--- WORK TO COMPLETE ---
Which lines below fall between the one containing "let producers: Vec<_>" and the one containing "if seq % 10"? Repeat them exactly, counting both of those lines, and add nothing else.

--- DATA RECORDS ---
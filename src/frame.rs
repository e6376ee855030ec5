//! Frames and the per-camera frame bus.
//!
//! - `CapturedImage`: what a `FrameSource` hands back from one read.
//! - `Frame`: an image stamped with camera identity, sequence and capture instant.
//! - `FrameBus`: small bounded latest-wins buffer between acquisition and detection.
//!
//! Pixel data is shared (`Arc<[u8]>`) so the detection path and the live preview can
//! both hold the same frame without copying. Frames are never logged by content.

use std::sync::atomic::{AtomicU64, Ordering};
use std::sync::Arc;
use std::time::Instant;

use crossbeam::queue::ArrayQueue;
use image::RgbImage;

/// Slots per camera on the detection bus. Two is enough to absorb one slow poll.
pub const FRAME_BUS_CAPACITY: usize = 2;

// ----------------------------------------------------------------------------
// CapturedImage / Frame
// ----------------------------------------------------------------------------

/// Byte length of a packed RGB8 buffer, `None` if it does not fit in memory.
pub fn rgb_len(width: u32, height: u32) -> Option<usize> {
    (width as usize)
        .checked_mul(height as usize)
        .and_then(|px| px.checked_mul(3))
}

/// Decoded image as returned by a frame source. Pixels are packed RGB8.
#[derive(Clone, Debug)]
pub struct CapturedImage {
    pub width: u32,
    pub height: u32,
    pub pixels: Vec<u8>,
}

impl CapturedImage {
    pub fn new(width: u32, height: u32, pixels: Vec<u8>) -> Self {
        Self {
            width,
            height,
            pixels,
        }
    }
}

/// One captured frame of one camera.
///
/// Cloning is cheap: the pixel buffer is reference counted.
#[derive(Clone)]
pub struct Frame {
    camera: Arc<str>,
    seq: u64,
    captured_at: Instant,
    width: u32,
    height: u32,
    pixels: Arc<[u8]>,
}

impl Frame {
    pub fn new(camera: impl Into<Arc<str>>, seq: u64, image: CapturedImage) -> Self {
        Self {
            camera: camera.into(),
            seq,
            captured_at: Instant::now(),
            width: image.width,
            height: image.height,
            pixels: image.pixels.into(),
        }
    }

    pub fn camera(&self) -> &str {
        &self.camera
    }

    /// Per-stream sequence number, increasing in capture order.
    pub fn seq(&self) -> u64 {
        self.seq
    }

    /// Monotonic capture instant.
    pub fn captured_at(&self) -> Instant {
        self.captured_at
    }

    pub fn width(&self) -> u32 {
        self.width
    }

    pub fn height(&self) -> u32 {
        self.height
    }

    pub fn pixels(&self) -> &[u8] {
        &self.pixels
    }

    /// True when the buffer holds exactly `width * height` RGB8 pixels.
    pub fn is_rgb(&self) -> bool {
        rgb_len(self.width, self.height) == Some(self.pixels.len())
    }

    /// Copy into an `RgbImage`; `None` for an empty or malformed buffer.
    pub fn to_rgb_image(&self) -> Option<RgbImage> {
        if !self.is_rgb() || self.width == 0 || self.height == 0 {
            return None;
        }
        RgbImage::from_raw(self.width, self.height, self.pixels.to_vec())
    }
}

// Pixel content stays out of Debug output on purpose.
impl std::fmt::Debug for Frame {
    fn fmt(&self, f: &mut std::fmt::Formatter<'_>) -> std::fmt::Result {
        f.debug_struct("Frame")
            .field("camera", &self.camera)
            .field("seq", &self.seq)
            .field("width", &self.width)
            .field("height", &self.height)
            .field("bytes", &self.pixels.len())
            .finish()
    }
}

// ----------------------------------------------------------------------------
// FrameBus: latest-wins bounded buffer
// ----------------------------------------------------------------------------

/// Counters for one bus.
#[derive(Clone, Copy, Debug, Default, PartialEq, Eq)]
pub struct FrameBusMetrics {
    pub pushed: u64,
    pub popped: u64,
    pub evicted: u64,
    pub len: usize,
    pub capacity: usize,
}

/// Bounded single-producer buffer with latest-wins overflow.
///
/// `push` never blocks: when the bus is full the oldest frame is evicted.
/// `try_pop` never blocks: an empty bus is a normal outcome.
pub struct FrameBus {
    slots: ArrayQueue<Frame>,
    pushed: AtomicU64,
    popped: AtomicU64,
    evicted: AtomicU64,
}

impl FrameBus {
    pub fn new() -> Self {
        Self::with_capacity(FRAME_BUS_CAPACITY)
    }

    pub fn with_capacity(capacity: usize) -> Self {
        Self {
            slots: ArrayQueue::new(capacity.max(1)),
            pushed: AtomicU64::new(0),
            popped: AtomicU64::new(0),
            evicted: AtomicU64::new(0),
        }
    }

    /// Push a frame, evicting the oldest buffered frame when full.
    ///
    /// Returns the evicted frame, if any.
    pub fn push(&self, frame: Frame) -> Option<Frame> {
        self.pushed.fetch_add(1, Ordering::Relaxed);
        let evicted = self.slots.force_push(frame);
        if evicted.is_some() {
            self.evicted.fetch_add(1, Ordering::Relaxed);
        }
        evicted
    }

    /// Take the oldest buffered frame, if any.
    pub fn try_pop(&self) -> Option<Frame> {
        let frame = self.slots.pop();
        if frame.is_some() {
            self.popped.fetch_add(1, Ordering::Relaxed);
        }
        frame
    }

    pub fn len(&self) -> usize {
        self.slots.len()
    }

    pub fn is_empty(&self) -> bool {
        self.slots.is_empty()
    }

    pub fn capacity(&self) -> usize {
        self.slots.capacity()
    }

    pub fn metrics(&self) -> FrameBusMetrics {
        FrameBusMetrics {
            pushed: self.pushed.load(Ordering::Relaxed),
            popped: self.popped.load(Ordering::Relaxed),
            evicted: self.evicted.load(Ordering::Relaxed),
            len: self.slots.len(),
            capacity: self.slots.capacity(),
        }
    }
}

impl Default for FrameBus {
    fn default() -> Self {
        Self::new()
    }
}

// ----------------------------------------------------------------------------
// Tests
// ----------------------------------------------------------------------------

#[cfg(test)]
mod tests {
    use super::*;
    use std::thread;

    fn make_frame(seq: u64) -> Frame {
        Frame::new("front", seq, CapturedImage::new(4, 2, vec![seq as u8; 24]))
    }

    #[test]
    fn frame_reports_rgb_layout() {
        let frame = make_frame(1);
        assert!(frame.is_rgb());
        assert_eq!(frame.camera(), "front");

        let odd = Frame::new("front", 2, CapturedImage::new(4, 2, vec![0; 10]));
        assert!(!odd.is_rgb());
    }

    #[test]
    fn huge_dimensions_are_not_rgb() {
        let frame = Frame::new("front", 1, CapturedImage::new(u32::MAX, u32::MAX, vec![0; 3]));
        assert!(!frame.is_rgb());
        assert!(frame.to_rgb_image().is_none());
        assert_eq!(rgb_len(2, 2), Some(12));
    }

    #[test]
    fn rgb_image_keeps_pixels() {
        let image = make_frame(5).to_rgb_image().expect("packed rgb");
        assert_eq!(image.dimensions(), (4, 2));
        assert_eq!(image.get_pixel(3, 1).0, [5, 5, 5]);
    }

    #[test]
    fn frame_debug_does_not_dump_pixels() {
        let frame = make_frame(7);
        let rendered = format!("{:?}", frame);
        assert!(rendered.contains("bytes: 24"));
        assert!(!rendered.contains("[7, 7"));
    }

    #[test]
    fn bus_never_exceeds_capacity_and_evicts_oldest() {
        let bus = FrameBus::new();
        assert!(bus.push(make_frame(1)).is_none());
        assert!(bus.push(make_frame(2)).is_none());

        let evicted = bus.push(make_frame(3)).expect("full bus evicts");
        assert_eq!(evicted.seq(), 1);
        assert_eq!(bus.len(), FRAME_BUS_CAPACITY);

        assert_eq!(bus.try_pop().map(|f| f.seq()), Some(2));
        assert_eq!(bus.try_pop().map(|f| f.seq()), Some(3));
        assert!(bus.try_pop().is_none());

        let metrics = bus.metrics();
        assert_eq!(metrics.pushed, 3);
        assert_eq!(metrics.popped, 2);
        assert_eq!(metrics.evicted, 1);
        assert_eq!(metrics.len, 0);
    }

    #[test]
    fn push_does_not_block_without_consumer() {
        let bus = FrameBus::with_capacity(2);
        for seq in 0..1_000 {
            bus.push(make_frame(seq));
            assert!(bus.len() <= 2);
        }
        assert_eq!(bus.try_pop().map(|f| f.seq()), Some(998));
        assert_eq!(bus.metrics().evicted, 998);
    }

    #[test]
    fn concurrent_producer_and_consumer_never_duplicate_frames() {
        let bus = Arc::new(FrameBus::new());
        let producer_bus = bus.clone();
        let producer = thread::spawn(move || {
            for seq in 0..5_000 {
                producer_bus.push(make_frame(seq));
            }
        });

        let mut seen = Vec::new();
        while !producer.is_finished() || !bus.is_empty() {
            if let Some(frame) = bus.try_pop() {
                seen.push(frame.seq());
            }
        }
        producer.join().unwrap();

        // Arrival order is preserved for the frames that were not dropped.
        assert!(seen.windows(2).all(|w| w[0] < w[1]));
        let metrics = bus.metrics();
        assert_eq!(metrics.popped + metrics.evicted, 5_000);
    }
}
==
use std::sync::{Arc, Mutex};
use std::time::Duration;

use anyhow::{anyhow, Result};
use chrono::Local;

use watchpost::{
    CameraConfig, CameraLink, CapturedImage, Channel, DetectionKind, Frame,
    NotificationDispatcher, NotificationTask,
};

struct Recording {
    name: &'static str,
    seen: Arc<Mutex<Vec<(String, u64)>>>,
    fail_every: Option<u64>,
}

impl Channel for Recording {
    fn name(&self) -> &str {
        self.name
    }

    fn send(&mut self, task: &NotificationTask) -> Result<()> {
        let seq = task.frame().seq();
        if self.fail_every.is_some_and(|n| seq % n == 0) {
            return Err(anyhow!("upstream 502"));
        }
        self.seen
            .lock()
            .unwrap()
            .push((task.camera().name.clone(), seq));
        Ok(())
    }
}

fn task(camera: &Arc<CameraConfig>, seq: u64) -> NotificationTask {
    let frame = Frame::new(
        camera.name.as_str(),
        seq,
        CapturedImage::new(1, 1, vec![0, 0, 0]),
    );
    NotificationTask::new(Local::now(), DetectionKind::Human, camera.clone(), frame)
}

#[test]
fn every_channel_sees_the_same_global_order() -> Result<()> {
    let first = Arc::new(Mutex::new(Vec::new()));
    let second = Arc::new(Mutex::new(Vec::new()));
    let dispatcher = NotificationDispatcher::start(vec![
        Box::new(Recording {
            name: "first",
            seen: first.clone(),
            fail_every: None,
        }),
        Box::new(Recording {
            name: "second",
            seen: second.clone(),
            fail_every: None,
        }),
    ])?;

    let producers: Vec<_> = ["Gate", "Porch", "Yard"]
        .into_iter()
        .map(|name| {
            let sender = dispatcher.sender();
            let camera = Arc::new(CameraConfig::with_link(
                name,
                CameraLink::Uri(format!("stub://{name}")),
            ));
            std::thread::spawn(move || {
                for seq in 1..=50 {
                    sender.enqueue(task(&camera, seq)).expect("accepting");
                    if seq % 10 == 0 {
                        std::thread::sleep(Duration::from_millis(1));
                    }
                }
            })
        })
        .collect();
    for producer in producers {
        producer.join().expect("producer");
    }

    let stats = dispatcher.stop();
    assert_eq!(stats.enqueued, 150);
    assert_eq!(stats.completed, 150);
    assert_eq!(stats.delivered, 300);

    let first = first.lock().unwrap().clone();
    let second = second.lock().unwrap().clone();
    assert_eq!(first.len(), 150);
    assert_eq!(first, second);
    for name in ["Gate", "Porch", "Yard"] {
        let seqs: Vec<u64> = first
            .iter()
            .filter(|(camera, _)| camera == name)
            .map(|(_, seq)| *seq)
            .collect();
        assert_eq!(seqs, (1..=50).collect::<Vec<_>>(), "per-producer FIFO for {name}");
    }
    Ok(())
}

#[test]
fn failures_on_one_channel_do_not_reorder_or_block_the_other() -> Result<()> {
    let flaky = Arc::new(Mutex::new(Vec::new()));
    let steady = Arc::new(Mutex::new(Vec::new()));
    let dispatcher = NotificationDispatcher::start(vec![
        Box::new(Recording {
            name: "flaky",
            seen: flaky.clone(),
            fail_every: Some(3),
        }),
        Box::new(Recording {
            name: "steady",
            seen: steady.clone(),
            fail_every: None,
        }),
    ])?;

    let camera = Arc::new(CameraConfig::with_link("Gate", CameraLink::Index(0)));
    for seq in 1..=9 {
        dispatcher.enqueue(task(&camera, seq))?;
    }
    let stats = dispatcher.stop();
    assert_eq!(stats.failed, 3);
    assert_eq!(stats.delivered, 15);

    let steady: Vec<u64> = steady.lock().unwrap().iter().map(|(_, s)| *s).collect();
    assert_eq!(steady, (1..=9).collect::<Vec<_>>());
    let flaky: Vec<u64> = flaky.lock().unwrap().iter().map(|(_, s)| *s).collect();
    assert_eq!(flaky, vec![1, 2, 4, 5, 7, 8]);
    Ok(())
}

--- THE ANSWER ---
    let producers: Vec<_> = ["Gate", "Porch", "Yard"]
        .into_iter()
        .map(|name| {
            let sender = dispatcher.sender();
            let camera = Arc::new(CameraConfig::with_link(
                name,
                CameraLink::Uri(format!("stub://{name}")),
            ));
            std::thread::spawn(move || {
                for seq in 1..=50 {
                    sender.enqueue(task(&camera, seq)).expect("accepting");
                    if seq % 10 == 0 {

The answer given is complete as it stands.